Stars and strife: When Scots fought Americans
- Published
Two hundred years ago, Scottish soldiers marched against a US army in the "forgotten" Battle of New Orleans.
By the end of the conflict at Chalmette on 8 January 1815 as many as 550 of the 93rd (Sutherland) Regiment were either dead, wounded or missing.
Celebrated in the States as a key victory in its Second War of Independence against Great Britain, the battle and the wider war are little known here.
It was a battle that did not need to be fought.
Britain and the US had signed a peace treaty in the Flemish city of Ghent the previous month, December 1814, but word arrived in America too late to prevent the clash near New Orleans.
America and Britain had been at war since 1812.
Press ganged
Various causes lay behind the conflict, including Britain's blockade of continental European ports as part of its war with Napoleonic France.
American merchant ships were seized and the crews press-ganged into serving with the Royal Navy.
But the war was not just about trade. America also saw it as a chance to carve itself a fat slice of the British Empire, by invading and taking control of Canada.
Known as the War of 1812 and the Second War of Independence, the conflict was the first time the US had declared war on another nation.
The battles were fought at sea and on North American soil by armies of Americans, Native Americans, slaves, pirates from brigand-held Barataria in Louisiana, British and Canadians.
In one famous incident in August 1814, British troops burned the White House in Washington DC.
In the fighting that followed, US forces repulsed invasions of New York, Baltimore and New Orleans.
Battle in popular culture
Glasgow-born musician Lonnie Donegan (pictured), best known for novelty songs like My Old Man's A Dustman, had a UK chart hit with the song Battle of New Orleans in the 1950s.
A re-enactment of the battle has been recreated using Lego and uploaded to YouTube.
From the war, a painting of the British burning the White House in 1814 plays a part in the film Olympus Has Fallen.
In the movie, the hero played by Scots actor Gerard Butler is inspired by the artwork in his one-man battle against terrorists who have invaded the presidential building.
The 93rd (Sutherland) Regiment were among the British regiments tasked with taking New Orleans.
The city was defended at Chalmette by a well-dug-in force led by General Andrew Jackson, a future American president.
Many of the men of the 93rd had been recruited from straths in Sutherland on a promise that their families would not be evicted in a Highland clearance.

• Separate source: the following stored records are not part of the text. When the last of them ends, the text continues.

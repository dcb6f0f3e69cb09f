//! Cookie and header parsing/formatting for authentication.

use axum::http::{HeaderMap, header};

use crate::session::SessionTokens;

/// Cookie name for the access token (short-lived).
pub const ACCESS_COOKIE_NAME: &str = "access_token";

/// Cookie name for the refresh token (long-lived).
pub const REFRESH_COOKIE_NAME: &str = "refresh_token";

/// `SameSite` attribute for auth cookies.
#[derive(clap::ValueEnum, Debug, Clone, Copy, PartialEq, Eq, Default)]
pub enum SameSite {
    #[default]
    Strict,
    Lax,
    None,
}

impl SameSite {
    pub fn as_str(&self) -> &'static str {
        match self {
            SameSite::Strict => "Strict",
            SameSite::Lax => "Lax",
            SameSite::None => "None",
        }
    }
}

/// Attributes shared by every auth cookie.
///
/// Browsers only drop a cookie when the clearing `Set-Cookie` carries the same
/// name, path and flags, so setting and clearing go through one formatter.
#[derive(Debug, Clone, PartialEq, Eq)]
pub struct CookieSettings {
    /// Add the `Secure` flag (production, HTTPS)
    pub secure: bool,
    pub same_site: SameSite,
    pub path: String,
}

impl Default for CookieSettings {
    fn default() -> Self {
        Self {
            secure: false,
            same_site: SameSite::Strict,
            path: "/".to_string(),
        }
    }
}

impl CookieSettings {
    fn format(&self, name: &str, value: &str, max_age: u64) -> String {
        let secure = if self.secure { "; Secure" } else { "" };
        format!(
            "{}={}; HttpOnly; SameSite={}; Path={}; Max-Age={}{}",
            name,
            value,
            self.same_site.as_str(),
            self.path,
            max_age,
            secure
        )
    }

    pub fn access_cookie(&self, token: &str, max_age: u64) -> String {
        self.format(ACCESS_COOKIE_NAME, token, max_age)
    }

    pub fn refresh_cookie(&self, token: &str, max_age: u64) -> String {
        self.format(REFRESH_COOKIE_NAME, token, max_age)
    }

    pub fn clear_access_cookie(&self) -> String {
        self.format(ACCESS_COOKIE_NAME, "", 0)
    }

    pub fn clear_refresh_cookie(&self) -> String {
        self.format(REFRESH_COOKIE_NAME, "", 0)
    }

    /// `Set-Cookie` values for both cookies with `Max-Age=0`.
    pub fn cleared(&self) -> [String; 2] {
        [self.clear_access_cookie(), self.clear_refresh_cookie()]
    }

    /// `Set-Cookie` values for whatever tokens a session operation issued.
    /// The refresh cookie is only rebound when a new refresh token exists.
    pub fn bind(&self, tokens: &SessionTokens) -> Vec<String> {
        let mut cookies = vec![self.access_cookie(&tokens.access.token, tokens.access.duration)];
        if let Some(refresh) = &tokens.refresh {
            cookies.push(self.refresh_cookie(&refresh.token, refresh.duration));
        }
        cookies
    }
}

/// Extract a cookie value from the Cookie header.
pub fn get_cookie<'a>(headers: &'a HeaderMap, name: &str) -> Option<&'a str> {
    let cookie_header = headers.get(header::COOKIE)?.to_str().ok()?;
    for part in cookie_header.split(';') {
        let part = part.trim();
        if let Some((key, value)) = part.split_once('=') {
            if key.trim() == name {
                return Some(value.trim());
            }
        }
    }
    None
}

/// State of the `Authorization` header.
#[derive(Debug, PartialEq, Eq)]
pub enum BearerToken<'a> {
    Missing,
    Malformed,
    Present(&'a str),
}

/// Parse `Authorization: Bearer <token>`.
pub fn bearer_token(headers: &HeaderMap) -> BearerToken<'_> {
    let Some(value) = headers.get(header::AUTHORIZATION) else {
        return BearerToken::Missing;
    };
    let Ok(value) = value.to_str() else {
        return BearerToken::Malformed;
    };
    match value.split_once(' ') {
        Some((scheme, token)) if scheme.eq_ignore_ascii_case("bearer") => {
            let token = token.trim();
            if token.is_empty() || token.contains(' ') {
                BearerToken::Malformed
            } else {
                BearerToken::Present(token)
            }
        }
        _ => BearerToken::Malformed,
    }
}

At the time, communities on the Sutherland Estate were being cleared to make way for large-scale sheep production.
Tactical errors
On the morning of 8 January, the 93rd, along with other British regiments, advanced on the American line.
The US defences - which included flooding a dried-up canal - their cannons and tactical errors by the British led to the invaders' defeat.
General Sir Edward Pakenham, who had overall command of the British troops, was killed.
There were 2,000 British casualties, with the 93rd among the units suffering some of the heaviest losses.
During the fighting, tactics had left the Scots standing in a line exposed to cannon, musket and rifle fire.
British and American combatants would later write of the 93rd's bravery.
The US lost 71 men in the battle.
This week, hundreds of events including re-enactments and history workshops will be held at Chalmette, now a national park, to mark the bicentennial anniversary of the American victory.
"Not forgotten about in America, the war and the Battle of New Orleans are not well-known here," said Jim Hunter, Emeritus Professor of History at the University of the Highlands and Islands.
"For Americans, the battle and the wider war is important because it was won on their own. In the earlier War of Independence they had support from France."
"From a British point of view the War of 1812 was a fiasco."
US plan for war with Britain in 1930s
More than 100 years after the end of the War of 1812, America had a secret plan for a new war against Britain.
Produced in 1930 and called Joint Plan Red, the document set out strategies for invading Canada.
Some US states relied on freshwater sources in neighbouring Quebec and an invasion would have given America a chance to secure those supplies - and also deny Canadian ports to the British.
A key war aim was to eliminate Britain as a trading competitor.
Joint Plan Red, now held in a public archive, was shelved in 1939.
Prof Hunter researched the Battle of New Orleans for his forthcoming new book, Set Adrift Upon The World: The Sutherland Clearances 1813-1821.
In the book, the historian relates a story of a wounded Sutherland Highlander.
The soldier was a renowned brawler with a fearsome right-hook. Because of his injuries, the Highlander lost his right arm to a surgeon's saw.
Another wounded Highlander lying on a nearby bed teased him about the loss.
Prof Hunter said: "Taking hold of his newly sheared-off limb. still within reach of his remaining hand, he swung it towards his tormentor - telling him, or so the story went, that he should think himself honoured to be the last man to feel the weight of what had been a powerful fist."
For some members of the 93rd, the misery continued on their eventual return to Scotland.
They found that their homes had been cleared while they had been fighting for their lives on the battlefield.